Genome-wide association study identifies five susceptibility loci for glioma

Abstract

To identify risk variants for glioma, we conducted a meta-analysis of two genome-wide association studies by genotyping 550K tagging SNPs in a total of 1,878 cases and 3,670 controls, with validation in three additional independent series totaling 2,545 cases and 2,953 controls. We identified five risk loci for glioma at 5p15.33 (rs2736100, TERT; P = 1.50 x 10(-17)), 8q24.21 (rs4295627, CCDC26; P = 2.34 x 10(-18)), 9p21.3 (rs4977756, CDKN2A-CDKN2B; P = 7.24 x 10(-15)), 20q13.33 (rs6010620, RTEL1; P = 2.52 x 10(-12)) and 11q23.3 (rs498872, PHLDB1; P = 1.07 x 10(-8)). These data show that common low-penetrance susceptibility alleles contribute to the risk of developing glioma and provide insight into disease causation of this primary brain tumor.

Figure 1

Subjects and single-SNP exclusion schema for genome-wide association studies.

Figure 2

LD structure and association results for the five confirmed glioma-associated regions. (a) 8q24.21. (b) 5p15.33. (c) 9p21.3. (d) 20q13.33. (e) 11q23.3. Chromosomal positions and genes based on NCBI build 36 coordinates.
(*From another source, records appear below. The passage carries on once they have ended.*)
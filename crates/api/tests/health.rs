//! Integration tests for the health check endpoint and general HTTP behaviour.

mod common;

use axum::http::StatusCode;
use common::{body_json, get};
use sqlx::PgPool;

#[sqlx::test(migrations = "../../db/migrations")]
async fn health_check_returns_ok_with_json(pool: PgPool) {
    let app = common::build_test_app(pool);
    let response = get(app, "/health").await;

    assert_eq!(response.status(), StatusCode::OK);

    let json = body_json(response).await;
    assert_eq!(json["status"], "ok");
    assert!(json["version"].is_string());
    assert_eq!(json["db_healthy"], true);
}

#[sqlx::test(migrations = "../../db/migrations")]
async fn unknown_route_returns_404(pool: PgPool) {
    let app = common::build_test_app(pool);
    let response = get(app, "/this-route-does-not-exist").await;

    assert_eq!(response.status(), StatusCode::NOT_FOUND);
}

#[sqlx::test(migrations = "../../db/migrations")]
async fn response_contains_x_request_id_header(pool: PgPool) {
    let app = common::build_test_app(pool);
    let response = get(app, "/health").await;

    let request_id = response
        .headers()
        .get("x-request-id")
        .expect("Response must contain an x-request-id header");
    assert_eq!(request_id.to_str().unwrap().len(), 36);
}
Armitage trend test P values (as −log₁₀ values; left y axis) are shown for SNPs analyzed in the GWA studies in blue and for the combined analysis including the replication series in red. Recombination rates in HapMap CEU across the region are shown in black (right y axis). Also shown are the relative positions of genes mapping to each region of association. Exons of genes have been redrawn to show the relative positions in the gene, and therefore maps are not to physical scale.

Figure 3

Cumulative effects of glioma risk alleles. (a) Distribution of risk alleles in glioma cases (green bars) and controls (blue bars). (b) Plot of the increasing ORs for glioma with increasing number of risk alleles. The ORs are relative to the median number of four risk alleles; vertical bars correspond to 95% confidence intervals. Horizontal line marks the null value (OR = 1). The distribution of risk alleles follows a normal distribution in both case and controls, with a shift toward a higher number of risk alleles in cases.